= Trifluoromethyl group =

Functional group

Chemical structure of the trifluoromethyl group

The trifluoromethyl group is a functional group that has the formula \sCF3. The naming of is group is derived from the methyl group (which has the formula \sCH3), by replacing each hydrogen atom by a fluorine atom. Some common examples are trifluoromethane H\sCF3, 1,1,1-trifluoroethane H3C\sCF3, and hexafluoroacetone F3C\sCO\sCF3. Compounds with this group are a subclass of the organofluorines.

==Properties==
The trifluoromethyl group has a significant electronegativity that is often described as being intermediate between the electronegativities of fluorine and chlorine. For this reason, trifluoromethyl-substituted compounds are often strong acids, such as trifluoromethanesulfonic acid and trifluoroacetic acid. Conversely, the trifluoromethyl group lowers the basicity of compounds like N-trifluoromethyl azoles.

==Uses==
The trifluoromethyl group occurs in certain pharmaceuticals, drugs, and abiotically synthesized natural fluorocarbon based compounds. The medicinal use of the trifluoromethyl group dates from 1928, although research became more intense in the mid-1940s. The trifluoromethyl group is often used as a bioisostere to create derivatives by replacing a chloride or a methyl group. This can be used to adjust the steric and electronic properties of a lead compound, or to protect a reactive methyl group from metabolic oxidation. Some notable drugs containing trifluoromethyl groups include efavirenz (Sustiva), an HIV reverse transcriptase inhibitor; fluoxetine (Prozac), an antidepressant; and celecoxib (Celebrex), a nonsteroidal anti-inflammatory drug.

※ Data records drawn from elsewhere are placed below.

//! Study configuration: global defaults, per-deck overrides and the merged view.

use serde::{Deserialize, Serialize};

use crate::algorithm::SchedulerKind;
use crate::error::{DrillError, Result};
use crate::modes::ModePolicy;

/// Global settings configuration.
#[derive(Debug, Clone, PartialEq, Serialize, Deserialize)]
#[serde(default)]
pub struct GlobalSettings {
    pub scheduler: SchedulerKind,
    pub new_cards_per_day: u32,
    /// Per-bucket cap for Relearning, Learning and Review cards.
    pub fetch_limit: usize,
    pub daily_reset_hour: u32,
    /// Attempts after which a still-failing mode finalises the card as Again.
    pub max_attempts_per_mode: Option<u32>,
    pub seed_when_starved: bool,
    pub mode_policy: ModePolicy,
}

impl Default for GlobalSettings {
    fn default() -> Self {
        Self {
            scheduler: SchedulerKind::default(),
            new_cards_per_day: 20,
            fetch_limit: 50,
            daily_reset_hour: 0,
            max_attempts_per_mode: None,
            seed_when_starved: true,
            mode_policy: ModePolicy::default(),
        }
    }
}

impl GlobalSettings {
    /// Parse and validate settings from JSON. Missing fields take defaults.
    pub fn from_json(json: &str) -> Result<Self> {
        let settings: Self = serde_json::from_str(json)?;
        settings.validate()?;
        Ok(settings)
    }

    pub fn validate(&self) -> Result<()> {
        if self.daily_reset_hour > 23 {
            return Err(DrillError::InvalidSettings(format!(
                "daily_reset_hour must be 0-23, got {}",
                self.daily_reset_hour
            )));
        }
        if self.fetch_limit == 0 {
            return Err(DrillError::InvalidSettings("fetch_limit must be positive".to_string()));
        }
        if self.max_attempts_per_mode == Some(0) {
            return Err(DrillError::InvalidSettings(
                "max_attempts_per_mode must be positive".to_string(),
            ));
        }
        self.mode_policy.validate()
    }
}

/// Per-deck settings (all fields optional for overrides).
#[derive(Debug, Clone, PartialEq, Serialize, Deserialize)]
pub struct DeckSettings {
    pub deck_path: String,
    #[serde(skip_serializing_if = "Option::is_none")]
    pub new_cards_per_day: Option<u32>,
    #[serde(skip_serializing_if = "Option::is_none")]
    pub fetch_limit: Option<usize>,
    #[serde(skip_serializing_if = "Option::is_none")]
    pub max_attempts_per_mode: Option<u32>,
}

impl DeckSettings {
    /// Create new deck settings with only the path set.
    pub fn new(deck_path: String) -> Self {
        Self {
            deck_path,
            new_cards_per_day: None,
            fetch_limit: None,
            max_attempts_per_mode: None,
        }
    }

    /// Parse and validate deck overrides from JSON.
    pub fn from_json(json: &str) -> Result<Self> {
        let settings: Self = serde_json::from_str(json)?;
        settings.validate()?;
        Ok(settings)
    }

    pub fn validate(&self) -> Result<()> {
        if self.fetch_limit == Some(0) {
            return Err(DrillError::InvalidSettings(format!(
                "deck {}: fetch_limit must be positive",
                self.deck_path
            )));
        }
        if self.max_attempts_per_mode == Some(0) {
            return Err(DrillError::InvalidSettings(format!(
                "deck {}: max_attempts_per_mode must be positive",
                self.deck_path
            )));
        }
        Ok(())
    }
}

/// Effective settings (global merged with deck overrides).
#[derive(Debug, Clone, PartialEq, Serialize, Deserialize)]
pub struct EffectiveSettings {
    pub scheduler: SchedulerKind,
    pub new_cards_per_day: u32,
    pub fetch_limit: usize,
    pub daily_reset_hour: u32,
    pub max_attempts_per_mode: Option<u32>,
    pub seed_when_starved: bool,
    pub mode_policy: ModePolicy,
}

impl EffectiveSettings {
    /// Merge global settings with optional deck settings.
    ///
    /// Deck overrides are validated here, since they may not have come
    /// through [`DeckSettings::from_json`].
    pub fn merge(global: &GlobalSettings, deck: Option<&DeckSettings>) -> Result<Self> {
        let base = Self::from_global(global);
        match deck {
            Some(d) => {
                d.validate()?;
                Ok(Self {
                    new_cards_per_day: d.new_cards_per_day.unwrap_or(base.new_cards_per_day),
                    fetch_limit: d.fetch_limit.unwrap_or(base.fetch_limit),
                    max_attempts_per_mode: d.max_attempts_per_mode.or(base.max_attempts_per_mode),
                    ..base
                })
            }
            None => Ok(base),
        }
    }

    fn from_global(global: &GlobalSettings) -> Self {
        Self {
            scheduler: global.scheduler,
            new_cards_per_day: global.new_cards_per_day,
            fetch_limit: global.fetch_limit,
            daily_reset_hour: global.daily_reset_hour,
            max_attempts_per_mode: global.max_attempts_per_mode,
            seed_when_starved: global.seed_when_starved,
            mode_policy: global.mode_policy.clone(),
        }
    }
}

impl Default for EffectiveSettings {
    fn default() -> Self {
        Self::from_global(&GlobalSettings::default())
    }
}

#[cfg(test)]
mod tests {
    use super::*;
    use pretty_assertions::assert_eq;

    #[test]
    fn empty_json_gives_defaults() {
        let settings = GlobalSettings::from_json("{}").unwrap();
        assert_eq!(settings, GlobalSettings::default());
    }

    #[test]
    fn partial_json_overrides() {
        let settings =
            GlobalSettings::from_json(r#"{"new_cards_per_day": 5, "max_attempts_per_mode": 4}"#).unwrap();
        assert_eq!(settings.new_cards_per_day, 5);
        assert_eq!(settings.max_attempts_per_mode, Some(4));
        assert_eq!(settings.fetch_limit, 50);
    }

    #[test]
    fn bad_reset_hour_rejected() {
        let result = GlobalSettings::from_json(r#"{"daily_reset_hour": 24}"#);
        assert!(matches!(result, Err(DrillError::InvalidSettings(_))));
    }

    #[test]
    fn malformed_json_is_config_error() {
        let result = GlobalSettings::from_json("{not json");
        assert!(matches!(result, Err(DrillError::Config(_))));
    }

    #[test]
    fn invalid_policy_rejected() {
        let json = r#"{"mode_policy": {
            "new": {"intro": "reading", "pool": ["typing"], "pick": 1},
            "learning": {"pool": ["typing", "typing"], "pick": 1},
            "review": {"pool": ["cloze"], "pick": 1},
            "relearning": {"pool": ["cloze"], "pick": 1}
        }}"#;
        assert!(matches!(
            GlobalSettings::from_json(json),
            Err(DrillError::InvalidPolicy(_))
        ));
    }

    #[test]
    fn deck_overrides_merge() {
        let global = GlobalSettings::default();
        let mut deck = DeckSettings::new("spanish".to_string());
        deck.new_cards_per_day = Some(3);
        deck.max_attempts_per_mode = Some(5);

        let merged = EffectiveSettings::merge(&global, Some(&deck)).unwrap();
        assert_eq!(merged.new_cards_per_day, 3);
        assert_eq!(merged.max_attempts_per_mode, Some(5));
        assert_eq!(merged.fetch_limit, global.fetch_limit);

        let merged = EffectiveSettings::merge(&global, None).unwrap();
        assert_eq!(merged.new_cards_per_day, 20);
        assert_eq!(merged, EffectiveSettings::default());
    }

    #[test]
    fn zero_deck_overrides_rejected() {
        let global = GlobalSettings::default();
        let mut deck = DeckSettings::new("spanish".to_string());
        deck.fetch_limit = Some(0);
        assert!(matches!(
            EffectiveSettings::merge(&global, Some(&deck)),
            Err(DrillError::InvalidSettings(_))
        ));

        let mut deck = DeckSettings::new("spanish".to_string());
        deck.max_attempts_per_mode = Some(0);
        assert!(matches!(
            EffectiveSettings::merge(&global, Some(&deck)),
            Err(DrillError::InvalidSettings(_))
        ));
    }

    #[test]
    fn deck_json_is_validated() {
        let deck = DeckSettings::from_json(r#"{"deck_path": "spanish", "fetch_limit": 10}"#).unwrap();
        assert_eq!(deck.fetch_limit, Some(10));
        assert_eq!(deck.new_cards_per_day, None);

        let result = DeckSettings::from_json(r#"{"deck_path": "spanish", "max_attempts_per_mode": 0}"#);
        assert!(matches!(result, Err(DrillError::InvalidSettings(_))));
    }
}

Similar to pharmaceuticals, many pesticides also contain one or more trifluoromethyl groups. Sulfoxaflor is used as a systemic insecticide. Trifluralin, as with several dinitritroaniline herbicides, is a trifluoromethyl herbicide. Fluazifop is another, a phenoxy herbicide. Fipronil, for example, contains two trifluoromethyl groups.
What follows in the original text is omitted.